(Data in this exercise Opens)
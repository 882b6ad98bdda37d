//! Platform-specific ping invocation

use crate::types::{AppError, Result};
use std::process::Stdio;
use tokio::process::{Child, Command};

/// Windows `CREATE_NO_WINDOW` process creation flag
#[cfg(windows)]
const CREATE_NO_WINDOW: u32 = 0x0800_0000;

/// Flag selecting the number of echo requests on this platform
#[cfg(windows)]
pub const COUNT_FLAG: &str = "-n";
#[cfg(not(windows))]
pub const COUNT_FLAG: &str = "-c";

/// A fully described ping process, not yet started
#[derive(Debug, Clone, PartialEq, Eq)]
pub struct PingCommand {
    pub program: String,
    /// Arguments placed before the count flag
    pub prefix_args: Vec<String>,
    pub count: u32,
    pub host: String,
}

impl PingCommand {
    pub fn new(program: impl Into<String>, count: u32, host: impl Into<String>) -> Self {
        Self {
            program: program.into(),
            prefix_args: Vec::new(),
            count,
            host: host.into(),
        }
    }

    pub fn with_prefix_args(mut self, args: Vec<String>) -> Self {
        self.prefix_args = args;
        self
    }

    /// Argument vector handed to the program
    pub fn args(&self) -> Vec<String> {
        let mut args = self.prefix_args.clone();
        args.push(COUNT_FLAG.to_string());
        args.push(self.count.to_string());
        args.push(self.host.clone());
        args
    }

    /// Render as a shell-like line for logging
    pub fn display_line(&self) -> String {
        let mut parts = vec![self.program.clone()];
        parts.extend(self.args());
        parts.join(" ")
    }

    /// Build the process with both output streams captured and no console window
    pub fn to_command(&self) -> Command {
        let mut command = Command::new(&self.program);
        command
            .args(self.args())
            .stdin(Stdio::null())
            .stdout(Stdio::piped())
            .stderr(Stdio::piped())
            .kill_on_drop(true);

        #[cfg(windows)]
        command.creation_flags(CREATE_NO_WINDOW);

        command
    }

    /// Start the process
    pub fn spawn(&self) -> Result<Child> {
        self.to_command().spawn().map_err(|e| {
            AppError::spawn(format!("failed to start '{}': {}", self.program, e))
        })
    }
}
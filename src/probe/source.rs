//! Line sources feeding the probe parser

use async_trait::async_trait;
use std::io;
use tokio::io::{AsyncBufRead, AsyncBufReadExt, AsyncRead, BufReader, Lines};

/// Anything that yields text lines until end of stream
#[async_trait]
pub trait LineSource: Send {
    /// Next line without its terminator, or None at end of stream
    async fn next_line(&mut self) -> io::Result<Option<String>>;
}

#[async_trait]
impl<R> LineSource for Lines<R>
where
    R: AsyncBufRead + Unpin + Send,
{
    async fn next_line(&mut self) -> io::Result<Option<String>> {
        Lines::next_line(self).await
    }
}

/// Interleaves the lines of two streams in arrival order
///
/// Ends once both streams are exhausted. A read error on either side is
/// returned immediately.
pub struct MergedOutput<O, E> {
    stdout: Option<Lines<BufReader<O>>>,
    stderr: Option<Lines<BufReader<E>>>,
}

impl<O, E> MergedOutput<O, E>
where
    O: AsyncRead + Unpin + Send,
    E: AsyncRead + Unpin + Send,
{
    pub fn new(stdout: Option<O>, stderr: Option<E>) -> Self {
        Self {
            stdout: stdout.map(|s| BufReader::new(s).lines()),
            stderr: stderr.map(|s| BufReader::new(s).lines()),
        }
    }
}

#[derive(Debug, Clone, Copy)]
enum Side {
    Stdout,
    Stderr,
}

#[async_trait]
impl<O, E> LineSource for MergedOutput<O, E>
where
    O: AsyncRead + Unpin + Send,
    E: AsyncRead + Unpin + Send,
{
    async fn next_line(&mut self) -> io::Result<Option<String>> {
        loop {
            let (side, read) = match (self.stdout.as_mut(), self.stderr.as_mut()) {
                (None, None) => return Ok(None),
                (Some(out), None) => (Side::Stdout, out.next_line().await),
                (None, Some(err)) => (Side::Stderr, err.next_line().await),
                (Some(out), Some(err)) => tokio::select! {
                    read = out.next_line() => (Side::Stdout, read),
                    read = err.next_line() => (Side::Stderr, read),
                },
            };

            match read? {
                Some(line) => return Ok(Some(line)),
                None => match side {
                    Side::Stdout => self.stdout = None,
                    Side::Stderr => self.stderr = None,
                },
            }
        }
    }
}
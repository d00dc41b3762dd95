//! Blocking client for the YouTube Data API v3.

use std::time::Duration;

use log::debug;
use reqwest::StatusCode;
use reqwest::blocking::Client;
use serde::de::DeserializeOwned;

use super::VideoProvider;
use super::models::{
    ApiErrorResponse, ChannelListResponse, ChannelResource, SearchListResponse, SearchMatch, SearchResult,
    VideoCategoryListResponse, VideoListResponse, VideoResource,
};
use crate::config::CoreConfig;
use crate::error::{CoreError, CoreResult};

/// Base URL of the Data API.
pub const YOUTUBE_API_BASE: &str = "https://www.googleapis.com/youtube/v3";

const USER_AGENT: &str = concat!("tubescout/", env!("CARGO_PKG_VERSION"));

/// YouTube Data API client holding the credential and one HTTP connection pool.
pub struct YouTubeClient {
    http: Client,
    api_key: String,
    base_url: String,
}

impl YouTubeClient {
    /// Creates a client with the given credential and per-request timeout.
    pub fn new(api_key: impl Into<String>, timeout: Duration) -> CoreResult<Self> {
        let http = Client::builder()
            .timeout(timeout)
            .user_agent(USER_AGENT)
            .build()?;
        Ok(Self {
            http,
            api_key: api_key.into(),
            base_url: YOUTUBE_API_BASE.to_string(),
        })
    }

    /// Creates a client from a validated configuration.
    pub fn from_config(config: &CoreConfig) -> CoreResult<Self> {
        Self::new(config.api_key.clone(), config.request_timeout)
    }

    /// Points the client at a different API root (e.g. a local stub server).
    #[must_use]
    pub fn with_base_url(mut self, base_url: impl Into<String>) -> Self {
        self.base_url = base_url.into().trim_end_matches('/').to_string();
        self
    }

    fn get<T: DeserializeOwned>(&self, endpoint: &str, params: &[(&str, &str)]) -> CoreResult<T> {
        let url = format!("{}/{}", self.base_url, endpoint);
        debug!("GET {url} {params:?}");

        let response = self
            .http
            .get(&url)
            .query(params)
            .query(&[("key", self.api_key.as_str())])
            .send()
            .map_err(redact_url)?;

        let status = response.status();
        let body = response.text().map_err(redact_url)?;

        if !status.is_success() {
            return Err(api_error(status, &body));
        }

        serde_json::from_str(&body).map_err(|e| {
            debug!("Undecodable {endpoint} response: {body}");
            CoreError::Json(e)
        })
    }
}

/// Transport errors carry the request URL, which holds the credential.
fn redact_url(error: reqwest::Error) -> CoreError {
    CoreError::Http(error.without_url())
}

/// Builds an API error from a non-2xx response, preferring the message in the
/// provider's JSON error body.
pub fn api_error(status: StatusCode, body: &str) -> CoreError {
    let message = serde_json::from_str::<ApiErrorResponse>(body)
        .map(|parsed| parsed.error.message)
        .unwrap_or_else(|_| {
            let trimmed = body.trim();
            if trimmed.is_empty() {
                status.canonical_reason().unwrap_or("unknown error").to_string()
            } else {
                trimmed.to_string()
            }
        });
    CoreError::Api {
        status: status.as_u16(),
        message,
    }
}

impl VideoProvider for YouTubeClient {
    fn search_videos(&self, keyword: &str, max_results: u32, region_code: &str) -> CoreResult<Vec<SearchMatch>> {
        let max_results = max_results.to_string();
        let response: SearchListResponse = self.get(
            "search",
            &[
                ("q", keyword),
                ("part", "id,snippet"),
                ("type", "video"),
                ("maxResults", max_results.as_str()),
                ("order", "viewCount"),
                ("regionCode", region_code),
            ],
        )?;

        debug!("Search for '{keyword}' returned {} item(s)", response.items.len());
        response.items.into_iter().map(SearchResult::into_match).collect()
    }

    fn video_details(&self, video_id: &str) -> CoreResult<VideoResource> {
        let response: VideoListResponse = self.get(
            "videos",
            &[("part", "snippet,statistics,contentDetails"), ("id", video_id)],
        )?;
        response
            .items
            .into_iter()
            .next()
            .ok_or_else(|| CoreError::MalformedResponse(format!("no video item returned for id {video_id}")))
    }

    fn channel_details(&self, channel_id: &str) -> CoreResult<ChannelResource> {
        let response: ChannelListResponse = self.get(
            "channels",
            &[("part", "snippet,statistics"), ("id", channel_id)],
        )?;
        response
            .items
            .into_iter()
            .next()
            .ok_or_else(|| CoreError::MalformedResponse(format!("no channel item returned for id {channel_id}")))
    }

    fn category_name(&self, category_id: &str) -> CoreResult<Option<String>> {
        let response: VideoCategoryListResponse = self.get(
            "videoCategories",
            &[("part", "snippet"), ("id", category_id)],
        )?;
        Ok(response.items.into_iter().next().map(|category| category.snippet.title))
    }
}
// tubescout-cli/src/main.rs
//
// Entry point for the `tubescout` binary.
//
// Responsibilities:
// - Loading a .env file so YOUTUBE_API_KEY can live next to the project.
// - Parsing arguments and setting up logging.
// - Registering the terminal reporter with the core library.
// - Running the search and mapping failures to exit code 1.

use clap::Parser;
use std::process;

use tubescout_cli::terminal::{self, TerminalReporter};
use tubescout_cli::{Cli, logging, run_search};
use tubescout_core::progress_reporting;

fn main() {
    // A missing .env file is normal.
    let _ = dotenv::dotenv();

    let cli = Cli::parse();
    logging::init(cli.verbose);

    let color = terminal::stdout_supports_color();
    progress_reporting::set_progress_reporter(Box::new(TerminalReporter::new(color)));

    if let Err(e) = run_search(&cli) {
        let stderr_color = supports_color::on(supports_color::Stream::Stderr).is_some();
        eprintln!("{}", terminal::format_error(&e.to_string(), stderr_color));
        process::exit(1);
    }
}

#[cfg(test)]
mod tests {
    use super::*;
    use std::path::PathBuf;
    use tubescout_cli::FormatArg;

    #[test]
    fn test_parse_defaults() {
        let cli = Cli::parse_from(["tubescout"]);
        assert_eq!(cli.keyword, "structure");
        assert_eq!(cli.max_results, 15);
        assert_eq!(cli.region, "US");
        assert_eq!(cli.timeout, 30);
        assert!(cli.output.is_none());
        assert!(cli.format.is_none());
        assert!(!cli.verbose);
    }

    #[test]
    fn test_parse_all_options() {
        let cli = Cli::parse_from([
            "tubescout",
            "rust",
            "--max-results",
            "50",
            "--output",
            "out/report.csv",
            "--format",
            "csv",
            "--region",
            "DE",
            "--api-key",
            "abc",
            "--timeout",
            "5",
            "-v",
        ]);
        assert_eq!(cli.keyword, "rust");
        assert_eq!(cli.max_results, 50);
        assert_eq!(cli.output, Some(PathBuf::from("out/report.csv")));
        assert_eq!(cli.format, Some(FormatArg::Csv));
        assert_eq!(cli.region, "DE");
        assert_eq!(cli.api_key.as_deref(), Some("abc"));
        assert_eq!(cli.timeout, 5);
        assert!(cli.verbose);
    }

    #[test]
    fn test_max_results_out_of_range_is_rejected() {
        assert!(Cli::try_parse_from(["tubescout", "-n", "0"]).is_err());
        assert!(Cli::try_parse_from(["tubescout", "-n", "51"]).is_err());
    }
}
(Data in this exercise Closes)
Exercise directions: The answer is the lines above between the line holding "exit code 1." and the line holding "let color = terminal::stdout_supports_color();", inclusive, each written out exactly, and no others.

Exercise response:
// - Running the search and mapping failures to exit code 1.

use clap::Parser;
use std::process;

use tubescout_cli::terminal::{self, TerminalReporter};
use tubescout_cli::{Cli, logging, run_search};
use tubescout_core::progress_reporting;

fn main() {
    // A missing .env file is normal.
    let _ = dotenv::dotenv();

    let cli = Cli::parse();
    logging::init(cli.verbose);

    let color = terminal::stdout_supports_color();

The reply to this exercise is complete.